=== Section Start ===
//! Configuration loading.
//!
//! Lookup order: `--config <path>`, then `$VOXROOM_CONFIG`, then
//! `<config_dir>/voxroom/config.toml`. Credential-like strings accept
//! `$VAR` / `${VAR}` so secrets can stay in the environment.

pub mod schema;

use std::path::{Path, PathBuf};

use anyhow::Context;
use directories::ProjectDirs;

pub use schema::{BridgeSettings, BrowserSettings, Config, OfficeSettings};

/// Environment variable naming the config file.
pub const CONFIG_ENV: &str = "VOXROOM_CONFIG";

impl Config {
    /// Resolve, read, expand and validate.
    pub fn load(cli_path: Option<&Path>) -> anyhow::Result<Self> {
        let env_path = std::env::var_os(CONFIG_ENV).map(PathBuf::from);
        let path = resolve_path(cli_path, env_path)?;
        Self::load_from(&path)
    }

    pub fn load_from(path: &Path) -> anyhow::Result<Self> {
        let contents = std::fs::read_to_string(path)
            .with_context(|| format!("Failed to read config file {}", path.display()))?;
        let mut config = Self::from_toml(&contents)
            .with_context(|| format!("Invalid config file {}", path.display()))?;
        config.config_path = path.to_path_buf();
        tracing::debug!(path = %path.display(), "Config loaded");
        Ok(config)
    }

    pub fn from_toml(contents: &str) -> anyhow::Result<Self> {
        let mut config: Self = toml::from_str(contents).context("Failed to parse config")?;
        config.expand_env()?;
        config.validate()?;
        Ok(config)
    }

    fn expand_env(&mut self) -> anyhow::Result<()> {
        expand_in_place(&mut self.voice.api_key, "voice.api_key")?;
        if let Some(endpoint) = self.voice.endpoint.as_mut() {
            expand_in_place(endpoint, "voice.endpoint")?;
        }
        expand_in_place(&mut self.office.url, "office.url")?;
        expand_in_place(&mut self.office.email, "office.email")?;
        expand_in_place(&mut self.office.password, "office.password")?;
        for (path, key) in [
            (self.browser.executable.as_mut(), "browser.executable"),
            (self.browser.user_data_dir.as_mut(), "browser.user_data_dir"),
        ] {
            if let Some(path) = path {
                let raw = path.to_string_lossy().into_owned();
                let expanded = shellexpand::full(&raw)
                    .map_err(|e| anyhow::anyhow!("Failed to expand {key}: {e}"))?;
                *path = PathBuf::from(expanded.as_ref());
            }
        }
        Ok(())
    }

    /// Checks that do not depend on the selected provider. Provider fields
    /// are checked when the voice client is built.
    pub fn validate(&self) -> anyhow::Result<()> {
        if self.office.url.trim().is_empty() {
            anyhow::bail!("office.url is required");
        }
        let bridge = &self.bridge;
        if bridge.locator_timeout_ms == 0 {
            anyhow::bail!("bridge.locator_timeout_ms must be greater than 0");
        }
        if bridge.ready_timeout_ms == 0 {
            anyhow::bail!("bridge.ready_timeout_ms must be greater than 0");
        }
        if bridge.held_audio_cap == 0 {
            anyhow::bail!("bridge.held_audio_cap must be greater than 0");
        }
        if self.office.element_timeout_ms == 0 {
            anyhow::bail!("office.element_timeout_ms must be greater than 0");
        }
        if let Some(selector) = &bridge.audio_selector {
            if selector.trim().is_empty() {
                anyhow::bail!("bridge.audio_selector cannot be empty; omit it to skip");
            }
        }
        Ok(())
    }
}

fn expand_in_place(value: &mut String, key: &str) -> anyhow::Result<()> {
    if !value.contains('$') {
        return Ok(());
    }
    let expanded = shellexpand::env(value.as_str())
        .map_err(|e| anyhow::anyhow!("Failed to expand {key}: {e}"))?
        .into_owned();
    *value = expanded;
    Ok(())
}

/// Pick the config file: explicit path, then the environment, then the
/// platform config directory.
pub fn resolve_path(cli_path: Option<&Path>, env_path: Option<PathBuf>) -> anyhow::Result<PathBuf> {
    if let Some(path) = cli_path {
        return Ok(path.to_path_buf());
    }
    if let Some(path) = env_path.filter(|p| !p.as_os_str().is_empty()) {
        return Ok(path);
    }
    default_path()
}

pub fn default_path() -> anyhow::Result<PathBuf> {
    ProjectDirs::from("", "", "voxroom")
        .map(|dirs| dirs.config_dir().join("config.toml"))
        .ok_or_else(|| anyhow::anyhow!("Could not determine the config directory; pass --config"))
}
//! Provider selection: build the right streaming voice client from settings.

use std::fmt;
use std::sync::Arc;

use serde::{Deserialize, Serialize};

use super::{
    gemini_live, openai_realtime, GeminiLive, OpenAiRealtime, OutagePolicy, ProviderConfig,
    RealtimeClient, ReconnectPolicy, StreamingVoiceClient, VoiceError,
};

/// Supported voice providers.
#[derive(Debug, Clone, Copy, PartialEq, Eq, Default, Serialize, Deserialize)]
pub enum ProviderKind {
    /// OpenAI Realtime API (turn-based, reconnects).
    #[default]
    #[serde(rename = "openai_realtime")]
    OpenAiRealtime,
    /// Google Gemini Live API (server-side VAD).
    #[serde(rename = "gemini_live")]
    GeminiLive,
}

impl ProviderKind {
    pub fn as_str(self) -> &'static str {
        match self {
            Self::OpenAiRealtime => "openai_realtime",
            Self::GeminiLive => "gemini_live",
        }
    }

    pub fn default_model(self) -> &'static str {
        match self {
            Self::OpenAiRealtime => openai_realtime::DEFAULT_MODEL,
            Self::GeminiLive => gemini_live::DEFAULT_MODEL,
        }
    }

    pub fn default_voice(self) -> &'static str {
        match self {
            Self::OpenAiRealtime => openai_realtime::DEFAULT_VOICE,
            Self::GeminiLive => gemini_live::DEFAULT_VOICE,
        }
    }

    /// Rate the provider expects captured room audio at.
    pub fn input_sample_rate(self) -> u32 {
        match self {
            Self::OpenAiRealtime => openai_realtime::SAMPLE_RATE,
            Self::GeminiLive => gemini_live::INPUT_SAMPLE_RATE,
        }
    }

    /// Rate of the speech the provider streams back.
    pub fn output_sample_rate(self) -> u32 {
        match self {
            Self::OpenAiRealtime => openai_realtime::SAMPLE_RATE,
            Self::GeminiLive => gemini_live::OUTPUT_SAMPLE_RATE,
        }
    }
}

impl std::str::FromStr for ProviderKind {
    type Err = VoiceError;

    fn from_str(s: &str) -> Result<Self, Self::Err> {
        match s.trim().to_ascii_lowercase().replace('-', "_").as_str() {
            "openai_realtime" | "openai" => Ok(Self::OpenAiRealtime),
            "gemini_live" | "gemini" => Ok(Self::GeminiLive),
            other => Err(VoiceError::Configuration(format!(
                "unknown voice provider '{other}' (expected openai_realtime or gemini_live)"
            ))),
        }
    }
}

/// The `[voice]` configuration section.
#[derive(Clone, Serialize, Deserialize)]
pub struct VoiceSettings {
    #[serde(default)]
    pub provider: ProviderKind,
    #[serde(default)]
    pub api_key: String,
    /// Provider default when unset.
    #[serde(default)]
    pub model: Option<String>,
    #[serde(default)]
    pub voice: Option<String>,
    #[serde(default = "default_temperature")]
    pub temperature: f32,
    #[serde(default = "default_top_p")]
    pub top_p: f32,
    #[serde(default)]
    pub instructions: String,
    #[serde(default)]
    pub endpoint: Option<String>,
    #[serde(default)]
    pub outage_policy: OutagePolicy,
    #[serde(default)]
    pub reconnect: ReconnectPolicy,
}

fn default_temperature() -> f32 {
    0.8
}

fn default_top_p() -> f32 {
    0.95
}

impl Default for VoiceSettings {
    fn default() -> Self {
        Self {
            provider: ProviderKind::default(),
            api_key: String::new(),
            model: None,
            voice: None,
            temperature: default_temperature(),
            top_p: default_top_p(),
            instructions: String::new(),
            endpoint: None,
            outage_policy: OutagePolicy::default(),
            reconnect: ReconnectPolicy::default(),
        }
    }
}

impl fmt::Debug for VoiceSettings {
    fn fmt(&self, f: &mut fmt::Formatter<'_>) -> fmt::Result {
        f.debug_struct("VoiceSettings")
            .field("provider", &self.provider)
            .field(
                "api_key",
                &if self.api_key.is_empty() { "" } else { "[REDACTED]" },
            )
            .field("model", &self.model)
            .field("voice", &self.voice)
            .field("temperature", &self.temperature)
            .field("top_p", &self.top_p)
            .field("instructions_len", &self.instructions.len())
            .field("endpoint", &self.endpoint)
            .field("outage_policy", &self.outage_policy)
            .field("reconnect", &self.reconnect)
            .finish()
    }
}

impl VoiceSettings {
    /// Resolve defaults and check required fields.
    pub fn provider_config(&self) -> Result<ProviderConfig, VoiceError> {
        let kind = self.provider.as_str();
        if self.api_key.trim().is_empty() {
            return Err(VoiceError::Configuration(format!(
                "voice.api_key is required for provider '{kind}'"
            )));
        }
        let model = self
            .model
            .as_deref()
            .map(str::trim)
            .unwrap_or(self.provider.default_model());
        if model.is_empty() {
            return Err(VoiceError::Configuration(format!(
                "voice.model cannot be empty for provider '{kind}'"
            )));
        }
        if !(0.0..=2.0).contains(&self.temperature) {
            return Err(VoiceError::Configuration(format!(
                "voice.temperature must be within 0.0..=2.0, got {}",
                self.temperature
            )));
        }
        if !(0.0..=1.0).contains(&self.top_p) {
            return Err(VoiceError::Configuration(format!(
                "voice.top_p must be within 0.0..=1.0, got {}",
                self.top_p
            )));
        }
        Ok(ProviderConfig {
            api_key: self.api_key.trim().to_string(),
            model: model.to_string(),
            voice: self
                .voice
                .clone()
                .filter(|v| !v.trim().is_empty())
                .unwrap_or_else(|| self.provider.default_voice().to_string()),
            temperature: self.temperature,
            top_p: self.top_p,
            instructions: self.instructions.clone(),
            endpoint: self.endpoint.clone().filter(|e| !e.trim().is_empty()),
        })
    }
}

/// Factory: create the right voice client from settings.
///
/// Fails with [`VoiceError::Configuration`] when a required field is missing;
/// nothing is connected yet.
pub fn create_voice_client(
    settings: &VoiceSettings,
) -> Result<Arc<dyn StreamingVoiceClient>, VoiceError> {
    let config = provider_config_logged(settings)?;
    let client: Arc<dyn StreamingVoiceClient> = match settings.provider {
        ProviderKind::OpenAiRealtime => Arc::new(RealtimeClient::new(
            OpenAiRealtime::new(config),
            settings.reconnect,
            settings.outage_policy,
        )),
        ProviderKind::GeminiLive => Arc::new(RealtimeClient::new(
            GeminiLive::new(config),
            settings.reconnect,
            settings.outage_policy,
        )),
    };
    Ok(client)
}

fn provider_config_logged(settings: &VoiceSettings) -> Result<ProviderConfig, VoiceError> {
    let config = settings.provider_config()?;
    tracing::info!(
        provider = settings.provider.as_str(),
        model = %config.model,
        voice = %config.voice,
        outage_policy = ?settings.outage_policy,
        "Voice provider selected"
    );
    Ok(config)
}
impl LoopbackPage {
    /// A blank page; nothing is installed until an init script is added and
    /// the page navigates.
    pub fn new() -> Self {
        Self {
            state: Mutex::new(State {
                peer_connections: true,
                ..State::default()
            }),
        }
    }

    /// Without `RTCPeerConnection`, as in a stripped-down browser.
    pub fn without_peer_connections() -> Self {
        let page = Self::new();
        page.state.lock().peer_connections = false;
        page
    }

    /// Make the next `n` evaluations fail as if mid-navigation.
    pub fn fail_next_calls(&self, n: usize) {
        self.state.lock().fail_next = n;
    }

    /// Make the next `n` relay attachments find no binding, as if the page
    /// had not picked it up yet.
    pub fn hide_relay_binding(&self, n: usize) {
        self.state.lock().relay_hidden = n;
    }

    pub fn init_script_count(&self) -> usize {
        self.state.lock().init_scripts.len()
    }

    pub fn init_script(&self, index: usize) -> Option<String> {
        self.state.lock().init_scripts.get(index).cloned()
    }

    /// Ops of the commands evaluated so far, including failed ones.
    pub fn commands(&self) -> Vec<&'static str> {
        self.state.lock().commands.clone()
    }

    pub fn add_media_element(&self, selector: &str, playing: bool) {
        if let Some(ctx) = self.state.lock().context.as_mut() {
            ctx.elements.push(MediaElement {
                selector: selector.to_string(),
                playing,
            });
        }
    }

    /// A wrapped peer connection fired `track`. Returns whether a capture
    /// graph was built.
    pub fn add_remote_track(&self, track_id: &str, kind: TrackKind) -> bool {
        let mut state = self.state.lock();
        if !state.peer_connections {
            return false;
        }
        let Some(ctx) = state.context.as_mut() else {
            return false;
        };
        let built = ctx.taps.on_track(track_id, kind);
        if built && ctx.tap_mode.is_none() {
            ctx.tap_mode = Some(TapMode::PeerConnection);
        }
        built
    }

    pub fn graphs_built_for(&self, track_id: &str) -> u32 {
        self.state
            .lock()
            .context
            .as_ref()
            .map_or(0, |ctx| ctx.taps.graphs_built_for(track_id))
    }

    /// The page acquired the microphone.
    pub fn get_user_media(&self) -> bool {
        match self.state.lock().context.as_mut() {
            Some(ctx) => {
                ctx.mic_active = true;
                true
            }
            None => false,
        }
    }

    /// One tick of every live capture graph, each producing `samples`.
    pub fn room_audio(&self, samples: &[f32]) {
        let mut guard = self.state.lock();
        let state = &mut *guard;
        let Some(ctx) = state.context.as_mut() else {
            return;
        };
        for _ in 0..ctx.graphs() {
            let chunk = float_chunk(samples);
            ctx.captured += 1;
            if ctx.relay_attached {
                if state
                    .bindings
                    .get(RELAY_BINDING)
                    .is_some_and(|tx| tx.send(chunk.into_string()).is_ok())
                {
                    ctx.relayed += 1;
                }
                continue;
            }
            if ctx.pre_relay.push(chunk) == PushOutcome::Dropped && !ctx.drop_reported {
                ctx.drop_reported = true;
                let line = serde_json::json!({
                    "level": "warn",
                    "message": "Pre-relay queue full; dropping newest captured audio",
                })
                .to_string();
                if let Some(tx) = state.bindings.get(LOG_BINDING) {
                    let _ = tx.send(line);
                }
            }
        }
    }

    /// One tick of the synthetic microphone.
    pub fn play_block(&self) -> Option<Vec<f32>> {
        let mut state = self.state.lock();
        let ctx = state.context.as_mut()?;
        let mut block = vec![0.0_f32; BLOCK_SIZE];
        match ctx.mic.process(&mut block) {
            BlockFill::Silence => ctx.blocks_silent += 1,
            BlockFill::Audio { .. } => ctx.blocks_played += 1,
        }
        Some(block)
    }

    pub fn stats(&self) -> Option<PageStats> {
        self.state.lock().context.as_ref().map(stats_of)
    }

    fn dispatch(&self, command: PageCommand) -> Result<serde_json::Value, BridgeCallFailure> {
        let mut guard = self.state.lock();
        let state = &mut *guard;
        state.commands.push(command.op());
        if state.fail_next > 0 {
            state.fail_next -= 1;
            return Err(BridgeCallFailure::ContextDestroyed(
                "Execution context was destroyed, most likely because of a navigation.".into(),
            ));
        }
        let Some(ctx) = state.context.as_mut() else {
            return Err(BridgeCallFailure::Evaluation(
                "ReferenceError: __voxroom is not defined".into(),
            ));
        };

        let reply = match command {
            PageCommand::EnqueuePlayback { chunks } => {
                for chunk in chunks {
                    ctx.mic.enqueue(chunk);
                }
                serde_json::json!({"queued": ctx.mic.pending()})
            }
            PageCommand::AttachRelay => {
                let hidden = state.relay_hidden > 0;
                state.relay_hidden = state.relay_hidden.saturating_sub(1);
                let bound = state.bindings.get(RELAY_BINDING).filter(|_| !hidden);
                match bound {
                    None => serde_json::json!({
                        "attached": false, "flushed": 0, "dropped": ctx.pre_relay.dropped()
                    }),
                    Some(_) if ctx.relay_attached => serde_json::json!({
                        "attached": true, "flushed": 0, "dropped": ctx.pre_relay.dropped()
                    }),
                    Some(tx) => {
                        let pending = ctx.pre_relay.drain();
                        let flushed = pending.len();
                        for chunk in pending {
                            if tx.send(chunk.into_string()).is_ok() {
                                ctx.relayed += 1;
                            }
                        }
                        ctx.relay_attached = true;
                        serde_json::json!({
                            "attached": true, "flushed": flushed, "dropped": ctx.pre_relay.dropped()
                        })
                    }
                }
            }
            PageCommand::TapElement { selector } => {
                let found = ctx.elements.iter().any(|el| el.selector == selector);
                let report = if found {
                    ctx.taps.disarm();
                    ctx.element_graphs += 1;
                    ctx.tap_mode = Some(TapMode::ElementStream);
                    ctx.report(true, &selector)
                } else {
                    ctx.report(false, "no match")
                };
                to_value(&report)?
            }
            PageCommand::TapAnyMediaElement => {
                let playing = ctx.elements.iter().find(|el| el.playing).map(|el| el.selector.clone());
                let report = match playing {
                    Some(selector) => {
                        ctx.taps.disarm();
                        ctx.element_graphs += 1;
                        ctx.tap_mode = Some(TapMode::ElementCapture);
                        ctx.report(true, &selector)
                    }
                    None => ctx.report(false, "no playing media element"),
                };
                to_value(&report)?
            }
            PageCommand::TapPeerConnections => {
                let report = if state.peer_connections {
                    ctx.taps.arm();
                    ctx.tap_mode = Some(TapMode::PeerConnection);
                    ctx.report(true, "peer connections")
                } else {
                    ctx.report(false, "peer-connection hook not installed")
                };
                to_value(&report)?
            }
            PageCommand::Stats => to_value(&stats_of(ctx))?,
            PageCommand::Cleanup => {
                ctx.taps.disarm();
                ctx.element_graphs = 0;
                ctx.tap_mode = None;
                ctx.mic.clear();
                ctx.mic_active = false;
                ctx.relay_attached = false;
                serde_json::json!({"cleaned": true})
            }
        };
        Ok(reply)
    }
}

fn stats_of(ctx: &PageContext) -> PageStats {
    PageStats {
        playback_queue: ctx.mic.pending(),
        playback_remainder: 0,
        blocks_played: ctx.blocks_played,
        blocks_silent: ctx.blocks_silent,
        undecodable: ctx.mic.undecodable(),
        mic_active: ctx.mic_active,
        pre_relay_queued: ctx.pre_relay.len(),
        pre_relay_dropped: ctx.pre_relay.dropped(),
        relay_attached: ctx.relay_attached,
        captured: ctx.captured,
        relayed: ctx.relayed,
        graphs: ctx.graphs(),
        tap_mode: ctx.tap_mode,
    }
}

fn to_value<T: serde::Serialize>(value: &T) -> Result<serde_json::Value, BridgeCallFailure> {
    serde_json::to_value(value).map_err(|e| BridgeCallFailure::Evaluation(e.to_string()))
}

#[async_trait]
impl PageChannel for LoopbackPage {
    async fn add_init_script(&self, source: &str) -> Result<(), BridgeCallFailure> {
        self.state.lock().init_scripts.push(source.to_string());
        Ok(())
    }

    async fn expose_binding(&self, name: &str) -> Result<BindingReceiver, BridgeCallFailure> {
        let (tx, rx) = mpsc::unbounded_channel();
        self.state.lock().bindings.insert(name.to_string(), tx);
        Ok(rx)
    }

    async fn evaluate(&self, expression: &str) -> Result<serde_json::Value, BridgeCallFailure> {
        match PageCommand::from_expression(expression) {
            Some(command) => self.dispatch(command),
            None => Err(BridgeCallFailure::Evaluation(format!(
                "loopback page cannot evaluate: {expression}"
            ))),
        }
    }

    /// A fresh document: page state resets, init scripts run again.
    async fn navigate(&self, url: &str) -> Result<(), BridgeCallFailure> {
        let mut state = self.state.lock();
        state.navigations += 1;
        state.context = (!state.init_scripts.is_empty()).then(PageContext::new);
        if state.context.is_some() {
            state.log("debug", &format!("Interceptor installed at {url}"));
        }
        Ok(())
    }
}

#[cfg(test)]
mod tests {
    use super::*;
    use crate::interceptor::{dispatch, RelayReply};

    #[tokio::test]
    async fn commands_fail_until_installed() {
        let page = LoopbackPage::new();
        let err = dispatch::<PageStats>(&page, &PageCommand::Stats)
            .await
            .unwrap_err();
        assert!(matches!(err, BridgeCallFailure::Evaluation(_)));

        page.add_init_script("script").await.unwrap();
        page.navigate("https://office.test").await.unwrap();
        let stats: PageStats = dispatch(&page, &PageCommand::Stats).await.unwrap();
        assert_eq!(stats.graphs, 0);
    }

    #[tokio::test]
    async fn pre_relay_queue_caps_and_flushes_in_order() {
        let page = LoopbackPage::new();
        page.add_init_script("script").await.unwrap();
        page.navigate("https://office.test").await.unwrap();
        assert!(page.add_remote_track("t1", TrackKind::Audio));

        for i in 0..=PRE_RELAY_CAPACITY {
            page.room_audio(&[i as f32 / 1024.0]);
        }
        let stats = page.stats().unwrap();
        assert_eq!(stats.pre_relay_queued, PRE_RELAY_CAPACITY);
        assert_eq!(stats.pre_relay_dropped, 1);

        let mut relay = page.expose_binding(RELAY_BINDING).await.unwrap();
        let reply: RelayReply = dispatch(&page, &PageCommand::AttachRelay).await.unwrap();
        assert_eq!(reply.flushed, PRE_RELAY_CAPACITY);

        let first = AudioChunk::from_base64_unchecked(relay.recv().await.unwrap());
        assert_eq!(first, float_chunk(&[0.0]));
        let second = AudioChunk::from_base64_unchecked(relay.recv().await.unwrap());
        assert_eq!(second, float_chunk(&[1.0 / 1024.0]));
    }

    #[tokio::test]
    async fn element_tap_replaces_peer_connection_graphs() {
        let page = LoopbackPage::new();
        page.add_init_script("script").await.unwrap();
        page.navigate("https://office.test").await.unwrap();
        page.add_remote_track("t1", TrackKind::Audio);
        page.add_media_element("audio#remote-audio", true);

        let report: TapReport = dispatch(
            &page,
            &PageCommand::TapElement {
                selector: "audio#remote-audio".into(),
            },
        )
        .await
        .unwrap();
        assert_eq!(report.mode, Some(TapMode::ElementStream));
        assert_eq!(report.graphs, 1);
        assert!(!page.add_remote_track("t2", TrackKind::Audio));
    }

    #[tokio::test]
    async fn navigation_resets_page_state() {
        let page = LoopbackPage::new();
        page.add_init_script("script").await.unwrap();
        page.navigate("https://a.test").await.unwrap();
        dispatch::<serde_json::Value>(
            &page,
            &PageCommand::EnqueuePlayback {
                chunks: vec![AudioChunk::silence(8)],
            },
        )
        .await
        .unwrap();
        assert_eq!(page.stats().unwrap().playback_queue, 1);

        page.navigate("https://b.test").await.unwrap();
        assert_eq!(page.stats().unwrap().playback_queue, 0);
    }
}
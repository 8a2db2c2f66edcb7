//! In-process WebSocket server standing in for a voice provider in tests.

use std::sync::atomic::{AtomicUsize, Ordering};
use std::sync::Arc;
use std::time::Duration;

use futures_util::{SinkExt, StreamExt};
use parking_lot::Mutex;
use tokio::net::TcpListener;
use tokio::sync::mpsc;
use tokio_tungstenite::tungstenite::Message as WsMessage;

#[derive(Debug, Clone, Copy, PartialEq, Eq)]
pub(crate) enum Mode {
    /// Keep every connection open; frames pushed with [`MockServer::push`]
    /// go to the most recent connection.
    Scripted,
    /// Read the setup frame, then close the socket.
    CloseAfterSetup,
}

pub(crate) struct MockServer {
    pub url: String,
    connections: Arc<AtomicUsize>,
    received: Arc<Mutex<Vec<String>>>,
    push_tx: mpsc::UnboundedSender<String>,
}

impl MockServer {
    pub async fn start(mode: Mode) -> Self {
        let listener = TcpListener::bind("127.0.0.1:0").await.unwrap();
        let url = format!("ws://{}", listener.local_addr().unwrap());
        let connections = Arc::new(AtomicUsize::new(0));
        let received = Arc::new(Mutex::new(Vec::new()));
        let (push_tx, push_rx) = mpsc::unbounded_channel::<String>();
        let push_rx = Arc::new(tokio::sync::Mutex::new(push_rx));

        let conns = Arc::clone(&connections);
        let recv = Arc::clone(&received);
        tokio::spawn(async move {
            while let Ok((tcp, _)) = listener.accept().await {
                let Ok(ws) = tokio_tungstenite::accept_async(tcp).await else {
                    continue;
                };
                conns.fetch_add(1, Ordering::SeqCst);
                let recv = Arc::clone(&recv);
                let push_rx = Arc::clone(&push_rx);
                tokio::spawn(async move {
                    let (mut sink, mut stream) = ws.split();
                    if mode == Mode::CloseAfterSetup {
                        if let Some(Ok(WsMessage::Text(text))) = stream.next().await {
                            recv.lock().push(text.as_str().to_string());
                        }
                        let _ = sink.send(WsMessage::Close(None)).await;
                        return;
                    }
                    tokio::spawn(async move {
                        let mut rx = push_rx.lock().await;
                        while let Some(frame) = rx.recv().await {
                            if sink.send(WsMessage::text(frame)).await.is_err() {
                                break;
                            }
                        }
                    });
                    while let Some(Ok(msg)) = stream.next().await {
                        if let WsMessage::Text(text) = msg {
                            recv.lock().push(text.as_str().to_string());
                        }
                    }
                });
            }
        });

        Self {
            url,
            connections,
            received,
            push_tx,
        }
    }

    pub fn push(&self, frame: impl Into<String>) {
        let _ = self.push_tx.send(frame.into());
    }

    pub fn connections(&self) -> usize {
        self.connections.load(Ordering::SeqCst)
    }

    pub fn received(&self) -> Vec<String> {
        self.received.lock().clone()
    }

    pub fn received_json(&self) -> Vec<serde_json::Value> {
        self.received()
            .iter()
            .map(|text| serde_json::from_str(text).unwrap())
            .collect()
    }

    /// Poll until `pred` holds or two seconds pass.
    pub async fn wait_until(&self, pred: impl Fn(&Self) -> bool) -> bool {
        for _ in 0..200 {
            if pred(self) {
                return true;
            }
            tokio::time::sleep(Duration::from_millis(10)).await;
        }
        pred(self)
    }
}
=== Section End ===
● TASK PROMPT:
Write out, exactly and with nothing else, the lines of the listing above from its first line through the line with "use anyhow::Context;".

● ANSWER SPACE:
//! Configuration loading.
//!
//! Lookup order: `--config <path>`, then `$VOXROOM_CONFIG`, then
//! `<config_dir>/voxroom/config.toml`. Credential-like strings accept
//! `$VAR` / `${VAR}` so secrets can stay in the environment.

pub mod schema;

use std::path::{Path, PathBuf};

use anyhow::Context;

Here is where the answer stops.